### [What is needed]
Output the records that follow, keeping every line exactly as it is.

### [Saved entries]
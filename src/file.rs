//! Path level wrappers around the buffer-pure operations.
//!
//! Offset rewriting needs the whole file in memory, so the discipline is
//! read all, mutate, write to a temporary sibling, then rename over the
//! original.

use std::fs;
use std::path::{Path, PathBuf};

/// Reads the file at the path into memory.
pub fn read_file(path: impl AsRef<Path>) -> crate::Result<Vec<u8>> {
    Ok(fs::read(path)?)
}

/// Reads the file, runs the mutation on its bytes and atomically replaces the
/// file with the result.
pub fn update_file(
    path: impl AsRef<Path>,
    f: impl FnOnce(&[u8]) -> crate::Result<Vec<u8>>,
) -> crate::Result<()> {
    let path = path.as_ref();
    let bytes = fs::read(path)?;
    let new = f(&bytes)?;

    let mut tmp = path.as_os_str().to_owned();
    tmp.push(".tmp");
    let tmp = PathBuf::from(tmp);

    fs::write(&tmp, &new)?;
    if let Err(e) = fs::rename(&tmp, path) {
        let _ = fs::remove_file(&tmp);
        return Err(e.into());
    }

    Ok(())
}

#[cfg(test)]
mod test {
    use super::*;

    #[test]
    fn update_replaces_content() {
        let dir = std::env::temp_dir();
        let path = dir.join("mp4stems-update-test.bin");
        fs::write(&path, [1, 2, 3]).unwrap();

        update_file(&path, |bytes| {
            let mut out = bytes.to_vec();
            out.push(4);
            Ok(out)
        })
        .unwrap();

        assert_eq!(fs::read(&path).unwrap(), [1, 2, 3, 4]);
        fs::remove_file(&path).unwrap();
    }

    #[test]
    fn failed_update_leaves_file_untouched() {
        let dir = std::env::temp_dir();
        let path = dir.join("mp4stems-update-err-test.bin");
        fs::write(&path, [1, 2, 3]).unwrap();

        let result = update_file(&path, |_| {
            Err(crate::Error::new(crate::ErrorKind::InvalidContainer, "nope"))
        });

        assert!(result.is_err());
        assert_eq!(fs::read(&path).unwrap(), [1, 2, 3]);
        fs::remove_file(&path).unwrap();
    }
}
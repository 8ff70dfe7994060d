//! Fixed atoms synthesized when building a standalone single-track file, and
//! the `hdlr` required inside a fresh `meta` atom.

use super::*;

/// The identity transformation matrix used by movie and track headers.
const MATRIX: [u32; 9] =
    [0x0001_0000, 0, 0, 0, 0x0001_0000, 0, 0, 0, 0x4000_0000];

/// A fixed point 8.8 volume of 1.0.
const VOLUME: u16 = 0x0100;

pub(crate) fn wrap(fourcc: Fourcc, content: &[u8]) -> Vec<u8> {
    let mut buf = Vec::with_capacity(8 + content.len());
    buf.extend_from_slice(&(8 + content.len() as u32).to_be_bytes());
    buf.extend_from_slice(&*fourcc);
    buf.extend_from_slice(content);
    buf
}

pub(crate) fn container(fourcc: Fourcc, parts: &[&[u8]]) -> Vec<u8> {
    let content_len: usize = parts.iter().map(|p| p.len()).sum();
    let mut buf = Vec::with_capacity(8 + content_len);
    buf.extend_from_slice(&(8 + content_len as u32).to_be_bytes());
    buf.extend_from_slice(&*fourcc);
    for p in parts {
        buf.extend_from_slice(p);
    }
    buf
}

/// An `ftyp` atom with the `M4A ` major brand.
pub(crate) fn ftyp() -> Vec<u8> {
    let mut content = Vec::with_capacity(20);
    content.extend_from_slice(b"M4A ");
    content.extend_from_slice(&0u32.to_be_bytes());
    content.extend_from_slice(b"M4A ");
    content.extend_from_slice(b"mp42");
    content.extend_from_slice(b"isom");
    wrap(FILETYPE, &content)
}

/// A version 0 `mvhd` atom with an identity matrix, full volume and a next
/// track id of 2.
pub(crate) fn mvhd(timescale: u32, duration: u32) -> Vec<u8> {
    let mut content = Vec::with_capacity(100);
    content.extend_from_slice(&[0; 4]); // version + flags
    content.extend_from_slice(&[0; 8]); // creation + modification time
    content.extend_from_slice(&timescale.to_be_bytes());
    content.extend_from_slice(&duration.to_be_bytes());
    content.extend_from_slice(&0x0001_0000u32.to_be_bytes()); // preferred rate 1.0
    content.extend_from_slice(&VOLUME.to_be_bytes());
    content.extend_from_slice(&[0; 10]); // reserved
    for i in MATRIX {
        content.extend_from_slice(&i.to_be_bytes());
    }
    content.extend_from_slice(&[0; 24]); // predefined
    content.extend_from_slice(&2u32.to_be_bytes()); // next track id
    wrap(MOVIE_HEADER, &content)
}

/// A version 0 `tkhd` atom for track 1, flagged enabled, in movie and in
/// preview.
pub(crate) fn tkhd(duration: u32) -> Vec<u8> {
    let mut content = Vec::with_capacity(84);
    content.extend_from_slice(&[0, 0, 0, 0x07]); // version + flags
    content.extend_from_slice(&[0; 8]); // creation + modification time
    content.extend_from_slice(&1u32.to_be_bytes()); // track id
    content.extend_from_slice(&[0; 4]); // reserved
    content.extend_from_slice(&duration.to_be_bytes());
    content.extend_from_slice(&[0; 8]); // reserved
    content.extend_from_slice(&[0; 4]); // layer + alternate group
    content.extend_from_slice(&VOLUME.to_be_bytes());
    content.extend_from_slice(&[0; 2]); // reserved
    for i in MATRIX {
        content.extend_from_slice(&i.to_be_bytes());
    }
    content.extend_from_slice(&[0; 8]); // width + height
    wrap(TRACK_HEADER, &content)
}

/// A `hdlr` atom naming the sound handler.
pub(crate) fn hdlr_soun() -> Vec<u8> {
    wrap(
        HANDLER_REFERENCE,
        &[
            0x00, 0x00, 0x00, 0x00, // version + flags
            0x00, 0x00, 0x00, 0x00, // component type
            0x73, 0x6f, 0x75, 0x6e, // component subtype 'soun'
            0x00, 0x00, 0x00, 0x00, // component manufacturer
            0x00, 0x00, 0x00, 0x00, // component flags
            0x00, 0x00, 0x00, 0x00, // component flags mask
            0x00, // component name
        ],
    )
}

/// The `hdlr` atom required inside a `meta` atom for iTunes style readers.
pub(crate) fn hdlr_mdir() -> Vec<u8> {
    wrap(
        HANDLER_REFERENCE,
        &[
            0x00, 0x00, 0x00, 0x00, // version + flags
            0x00, 0x00, 0x00, 0x00, // component type
            0x6d, 0x64, 0x69, 0x72, // component subtype 'mdir'
            0x61, 0x70, 0x70, 0x6c, // component manufacturer 'appl'
            0x00, 0x00, 0x00, 0x00, // component flags
            0x00, 0x00, 0x00, 0x00, // component flags mask
            0x00, // component name
        ],
    )
}

/// A `smhd` atom with a centered balance.
pub(crate) fn smhd() -> Vec<u8> {
    wrap(
        SOUND_MEDIA_HEADER,
        &[
            0x00, 0x00, 0x00, 0x00, // version + flags
            0x00, 0x00, // balance
            0x00, 0x00, // reserved
        ],
    )
}

/// A `dinf` atom with a single self-contained `url ` data reference.
pub(crate) fn dinf() -> Vec<u8> {
    let url = wrap(URL_MEDIA, &[0x00, 0x00, 0x00, 0x01]); // flag: self-contained
    let mut dref_content = Vec::with_capacity(8 + url.len());
    dref_content.extend_from_slice(&[0; 4]); // version + flags
    dref_content.extend_from_slice(&1u32.to_be_bytes()); // entry count
    dref_content.extend_from_slice(&url);
    let dref = wrap(DATA_REFERENCE, &dref_content);
    wrap(DATA_INFORMATION, &dref)
}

### [Written reply]
filename src/file.rs
//! Path level wrappers around the buffer-pure operations.
//!
//! Offset rewriting needs the whole file in memory, so the discipline is
//! read all, mutate, write to a temporary sibling, then rename over the
//! original.

use std::fs;
use std::path::{Path, PathBuf};

/// Reads the file at the path into memory.
pub fn read_file(path: impl AsRef<Path>) -> crate::Result<Vec<u8>> {
    Ok(fs::read(path)?)
}

/// Reads the file, runs the mutation on its bytes and atomically replaces the
/// file with the result.
pub fn update_file(
    path: impl AsRef<Path>,
    f: impl FnOnce(&[u8]) -> crate::Result<Vec<u8>>,
) -> crate::Result<()> {
    let path = path.as_ref();
    let bytes = fs::read(path)?;
    let new = f(&bytes)?;

    let mut tmp = path.as_os_str().to_owned();
    tmp.push(".tmp");
    let tmp = PathBuf::from(tmp);

    fs::write(&tmp, &new)?;
    if let Err(e) = fs::rename(&tmp, path) {
        let _ = fs::remove_file(&tmp);
        return Err(e.into());
    }

    Ok(())
}

#[cfg(test)]
mod test {
    use super::*;

    #[test]
    fn update_replaces_content() {
        let dir = std::env::temp_dir();
        let path = dir.join("mp4stems-update-test.bin");
        fs::write(&path, [1, 2, 3]).unwrap();

        update_file(&path, |bytes| {
            let mut out = bytes.to_vec();
            out.push(4);
            Ok(out)
        })
        .unwrap();

        assert_eq!(fs::read(&path).unwrap(), [1, 2, 3, 4]);
        fs::remove_file(&path).unwrap();
    }

    #[test]
    fn failed_update_leaves_file_untouched() {
        let dir = std::env::temp_dir();
        let path = dir.join("mp4stems-update-err-test.bin");
        fs::write(&path, [1, 2, 3]).unwrap();

        let result = update_file(&path, |_| {
            Err(crate::Error::new(crate::ErrorKind::InvalidContainer, "nope"))
        });

        assert!(result.is_err());
        assert_eq!(fs::read(&path).unwrap(), [1, 2, 3]);
        fs::remove_file(&path).unwrap();
    }
}
repository 8ff70dfe7994060d
//! Fixed atoms synthesized when building a standalone single-track file, and
//! the `hdlr` required inside a fresh `meta` atom.

use super::*;

/// The identity transformation matrix used by movie and track headers.
const MATRIX: [u32; 9] =
    [0x0001_0000, 0, 0, 0, 0x0001_0000, 0, 0, 0, 0x4000_0000];

/// A fixed point 8.8 volume of 1.0.
const VOLUME: u16 = 0x0100;

pub(crate) fn wrap(fourcc: Fourcc, content: &[u8]) -> Vec<u8> {
    let mut buf = Vec::with_capacity(8 + content.len());
    buf.extend_from_slice(&(8 + content.len() as u32).to_be_bytes());
    buf.extend_from_slice(&*fourcc);
    buf.extend_from_slice(content);
    buf
}

pub(crate) fn container(fourcc: Fourcc, parts: &[&[u8]]) -> Vec<u8> {
    let content_len: usize = parts.iter().map(|p| p.len()).sum();
    let mut buf = Vec::with_capacity(8 + content_len);
    buf.extend_from_slice(&(8 + content_len as u32).to_be_bytes());
    buf.extend_from_slice(&*fourcc);
    for p in parts {
        buf.extend_from_slice(p);
    }
    buf
}

/// An `ftyp` atom with the `M4A ` major brand.
pub(crate) fn ftyp() -> Vec<u8> {
    let mut content = Vec::with_capacity(20);
    content.extend_from_slice(b"M4A ");
    content.extend_from_slice(&0u32.to_be_bytes());
    content.extend_from_slice(b"M4A ");
    content.extend_from_slice(b"mp42");
    content.extend_from_slice(b"isom");
    wrap(FILETYPE, &content)
}

/// A version 0 `mvhd` atom with an identity matrix, full volume and a next
/// track id of 2.
pub(crate) fn mvhd(timescale: u32, duration: u32) -> Vec<u8> {
    let mut content = Vec::with_capacity(100);
    content.extend_from_slice(&[0; 4]); // version + flags
    content.extend_from_slice(&[0; 8]); // creation + modification time
    content.extend_from_slice(&timescale.to_be_bytes());
    content.extend_from_slice(&duration.to_be_bytes());
    content.extend_from_slice(&0x0001_0000u32.to_be_bytes()); // preferred rate 1.0
    content.extend_from_slice(&VOLUME.to_be_bytes());
    content.extend_from_slice(&[0; 10]); // reserved
    for i in MATRIX {
        content.extend_from_slice(&i.to_be_bytes());
    }
    content.extend_from_slice(&[0; 24]); // predefined
    content.extend_from_slice(&2u32.to_be_bytes()); // next track id
    wrap(MOVIE_HEADER, &content)
}

/// A version 0 `tkhd` atom for track 1, flagged enabled, in movie and in
/// preview.
pub(crate) fn tkhd(duration: u32) -> Vec<u8> {
    let mut content = Vec::with_capacity(84);
    content.extend_from_slice(&[0, 0, 0, 0x07]); // version + flags
    content.extend_from_slice(&[0; 8]); // creation + modification time
    content.extend_from_slice(&1u32.to_be_bytes()); // track id
    content.extend_from_slice(&[0; 4]); // reserved
    content.extend_from_slice(&duration.to_be_bytes());
    content.extend_from_slice(&[0; 8]); // reserved
    content.extend_from_slice(&[0; 4]); // layer + alternate group
    content.extend_from_slice(&VOLUME.to_be_bytes());
    content.extend_from_slice(&[0; 2]); // reserved
    for i in MATRIX {
        content.extend_from_slice(&i.to_be_bytes());
    }
    content.extend_from_slice(&[0; 8]); // width + height
    wrap(TRACK_HEADER, &content)
}

/// A `hdlr` atom naming the sound handler.
pub(crate) fn hdlr_soun() -> Vec<u8> {
    wrap(
        HANDLER_REFERENCE,
        &[
            0x00, 0x00, 0x00, 0x00, // version + flags
            0x00, 0x00, 0x00, 0x00, // component type
            0x73, 0x6f, 0x75, 0x6e, // component subtype 'soun'
            0x00, 0x00, 0x00, 0x00, // component manufacturer
            0x00, 0x00, 0x00, 0x00, // component flags
            0x00, 0x00, 0x00, 0x00, // component flags mask
            0x00, // component name
        ],
    )
}

/// The `hdlr` atom required inside a `meta` atom for iTunes style readers.
pub(crate) fn hdlr_mdir() -> Vec<u8> {
    wrap(
        HANDLER_REFERENCE,
        &[
            0x00, 0x00, 0x00, 0x00, // version + flags
            0x00, 0x00, 0x00, 0x00, // component type
            0x6d, 0x64, 0x69, 0x72, // component subtype 'mdir'
            0x61, 0x70, 0x70, 0x6c, // component manufacturer 'appl'
            0x00, 0x00, 0x00, 0x00, // component flags
            0x00, 0x00, 0x00, 0x00, // component flags mask
            0x00, // component name
        ],
    )
}

/// A `smhd` atom with a centered balance.
pub(crate) fn smhd() -> Vec<u8> {
    wrap(
        SOUND_MEDIA_HEADER,
        &[
            0x00, 0x00, 0x00, 0x00, // version + flags
            0x00, 0x00, // balance
            0x00, 0x00, // reserved
        ],
    )
}

/// A `dinf` atom with a single self-contained `url ` data reference.
pub(crate) fn dinf() -> Vec<u8> {
    let url = wrap(URL_MEDIA, &[0x00, 0x00, 0x00, 0x01]); // flag: self-contained
    let mut dref_content = Vec::with_capacity(8 + url.len());
    dref_content.extend_from_slice(&[0; 4]); // version + flags
    dref_content.extend_from_slice(&1u32.to_be_bytes()); // entry count
    dref_content.extend_from_slice(&url);
    let dref = wrap(DATA_REFERENCE, &dref_content);
    wrap(DATA_INFORMATION, &dref)
}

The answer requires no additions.